The contrast with Indonesia and the Philippines is stark – these two nations have more than 100,000 infections, poorer healthcare systems, more densely packed cities and lower testing rates (particularly in Indonesia).

"Both the Philippines and Indonesia have been tremendously resource-constrained. To be fair, both countries are archipelagic and have a much tougher time in co-ordinating responses across thousands of islands. From a structural point of view, Indonesia and the Philippines already have the odds stacked against them."

There's another reason why Australia should care about the spread of the virus in the region: geo-politics.

In the months and years ahead countries will be desperate for foreign capital and investment to re-start their economies. In this, China could play an out-sized role that over time could further re-shapes the region and encourages an already emerging trend that should also concern Australia.
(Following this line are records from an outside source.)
//! Evaluation of syntax trees.
//!
//! Every statement evaluates to [`SUCCESS`] or [`FAILURE`]. Alongside that
//! the interpreter keeps the raw exit status of the last node it finished;
//! forked children leave with that status so exact codes survive pipelines
//! and redirections of composite statements.

use std::io::{self, Write};

use nix::libc::{STDIN_FILENO, STDOUT_FILENO};

use crate::shell::error::{Eval, Result, ShellError, Unwind};
use crate::shell::process::{Pipe, ProcessGuard};
use crate::shell::state::{Builtin, ShellState};
use crate::shell::syntax::ast::{Expression, Invocation, Statement};

pub mod expand;
mod external;
mod redirect;

pub const SUCCESS: i64 = 1;
pub const FAILURE: i64 = 0;

pub struct Interpreter<'a> {
    state: &'a ShellState,
    status: i32,
}

impl<'a> Interpreter<'a> {
    pub fn new(state: &'a ShellState) -> Self {
        Interpreter { state, status: 0 }
    }

    /// Raw exit status of the most recently completed node.
    pub fn status(&self) -> i32 {
        self.status
    }

    pub fn evaluate(&mut self, statement: &mut Statement) -> Eval<i64> {
        match *statement {
            Statement::Sequential {
                ref mut left,
                ref mut right,
            } => {
                let result = self.evaluate(left)?;
                match *right {
                    Some(ref mut right) => self.evaluate(right),
                    None => Ok(result),
                }
            }
            Statement::LogicalAnd(ref mut left, ref mut right) => {
                if self.evaluate(left)? == SUCCESS {
                    self.evaluate(right)
                } else {
                    Ok(FAILURE)
                }
            }
            Statement::LogicalOr(ref mut left, ref mut right) => {
                if self.evaluate(left)? == SUCCESS {
                    Ok(SUCCESS)
                } else {
                    self.evaluate(right)
                }
            }
            Statement::LogicalNot(ref mut inner) => {
                let negated = if self.evaluate(inner)? == SUCCESS { 1 } else { 0 };
                Ok(self.record(negated))
            }
            Statement::Pipeline(ref mut left, ref mut right) => self.pipeline(left, right),
            Statement::Redirect {
                ref mut redirection,
                ref mut left,
            } => self.redirect(redirection, left.as_deref_mut()),
            Statement::Atom(Expression::Value(value)) => Ok(value),
            Statement::Atom(Expression::Command(ref mut invocation))
            | Statement::Atom(Expression::String(ref mut invocation)) => self.invoke(invocation),
        }
    }

    /// Stores a raw status and converts it to a result.
    fn record(&mut self, status: i32) -> i64 {
        self.status = status;
        if status == 0 {
            SUCCESS
        } else {
            FAILURE
        }
    }

    fn invoke(&mut self, invocation: &mut Invocation) -> Eval<i64> {
        if let Some((result, status)) = invocation.memo() {
            self.status = status;
            return Ok(result);
        }
        expand::expand_invocation(invocation, self.state);
        let argv: Vec<String> = invocation.words().map(|token| token.text.clone()).collect();
        trace!("invoking {:?}", argv);

        let outcome = match self.state.builtins().get(&argv[0]) {
            Some(builtin) => self.builtin(builtin, &argv[1..]),
            None => self.external(&argv),
        };
        let result = match outcome {
            Err(Unwind::Failed(ShellError::Argument(message))) => {
                error!("{}", message);
                self.record(1)
            }
            other => other?,
        };
        invocation.remember(result, self.status);
        Ok(result)
    }

    fn builtin(&mut self, builtin: Builtin, arguments: &[String]) -> Eval<i64> {
        let stdout = io::stdout();
        let mut out = stdout.lock();
        let outcome = builtin(self.state, arguments, &mut out);
        let _ = out.flush();
        let result = outcome?;
        self.status = if result == SUCCESS { 0 } else { 1 };
        Ok(result)
    }

    fn pipeline(&mut self, left: &mut Statement, right: &mut Statement) -> Eval<i64> {
        let mut pipe = Pipe::new()?;
        let mut writer = ProcessGuard::fork()?;
        if writer.is_child() {
            let wired = pipe.redirect_writer(STDOUT_FILENO);
            pipe.close();
            return Err(self.finish_child(wired, Some(left)));
        }
        let mut reader = match ProcessGuard::fork() {
            Ok(reader) => reader,
            Err(error) => {
                pipe.close();
                return Err(error.into());
            }
        };
        if reader.is_child() {
            let wired = pipe.redirect_reader(STDIN_FILENO);
            pipe.close();
            return Err(self.finish_child(wired, Some(right)));
        }
        pipe.close();

        let left_status = writer.wait()?;
        let right_status = reader.wait()?;
        debug!(
            "pipeline finished: left {}, right {}",
            left_status, right_status
        );
        let status = if left_status == 0 {
            right_status
        } else {
            left_status
        };
        Ok(self.record(status))
    }

    /// Runs the rest of a forked child's work and yields how it must exit.
    ///
    /// A child never returns to the caller's loop: whatever happens, the
    /// result is a termination carrying the child's exit status.
    fn finish_child(&mut self, prepared: Result<()>, subtree: Option<&mut Statement>) -> Unwind {
        if let Err(error) = prepared {
            error!("{}", error);
            return Unwind::Terminate(1);
        }
        let outcome = match subtree {
            Some(statement) => self.evaluate(statement).map(|_| ()),
            None => {
                self.status = 0;
                Ok(())
            }
        };
        match outcome {
            Ok(()) => Unwind::Terminate(self.status),
            Err(Unwind::Terminate(code)) => Unwind::Terminate(code),
            Err(Unwind::Failed(error)) => {
                error!("{}", error);
                Unwind::Terminate(1)
            }
        }
    }
}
Richard Maude, a Senior Fellow at the Asia Society Policy Institute, describes the trend like this: "it's pretty clear that at least in some parts of south-east Asia the pandemic has given additional impetus to a pre-exiting trend of democratic regression and illiberalism".

This has manifested in new emergency laws that give broad powers and are capable of being misused, not just for public health response. It's also been apparent in the use fake news laws for information control and a militarised response to the pandemic in some countries.

Maude says there is no clear pattern across Asia that shows whether democracies or illiberal governments are better suited to handling a pandemic.

"That’s an important conclusion as China is happy to draw a comparison with its response and that of the US. It does so to argue that democracies are inherently less effective forms of government as compared to the Chinese model of a one-party state."

However, "nobody and no system has proved infallible" in facing down the coronavirus.